• Exercise brief
Please give the data below again in full, exactly as it stands.

• Input material
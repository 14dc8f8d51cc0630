//! Queue transport interface consumed by queue processors.

use crate::error::QueueError;
use crate::message::Message;
use async_trait::async_trait;

/// Source of messages for a single queue.
///
/// Implementations own the queue semantics: how long a receive waits,
/// visibility timeouts and redelivery of undeleted messages. The processor
/// imposes no timeout of its own on these calls.
#[async_trait]
pub trait QueueClient: Send + Sync {
    /// Receive the next message.
    ///
    /// `Ok(None)` means nothing arrived within the transport's wait window.
    async fn get_message(&self) -> Result<Option<Message>, QueueError>;

    /// Remove a received message from the queue
    async fn delete_message(&self, message: &Message) -> Result<(), QueueError>;
}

• Exercise answer
repository 14dc8f8d51cc0630
//! Queue transport interface consumed by queue processors.

use crate::error::QueueError;
use crate::message::Message;
use async_trait::async_trait;

/// Source of messages for a single queue.
///
/// Implementations own the queue semantics: how long a receive waits,
/// visibility timeouts and redelivery of undeleted messages. The processor
/// imposes no timeout of its own on these calls.
#[async_trait]
pub trait QueueClient: Send + Sync {
    /// Receive the next message.
    ///
    /// `Ok(None)` means nothing arrived within the transport's wait window.
    async fn get_message(&self) -> Result<Option<Message>, QueueError>;

    /// Remove a received message from the queue
    async fn delete_message(&self, message: &Message) -> Result<(), QueueError>;
}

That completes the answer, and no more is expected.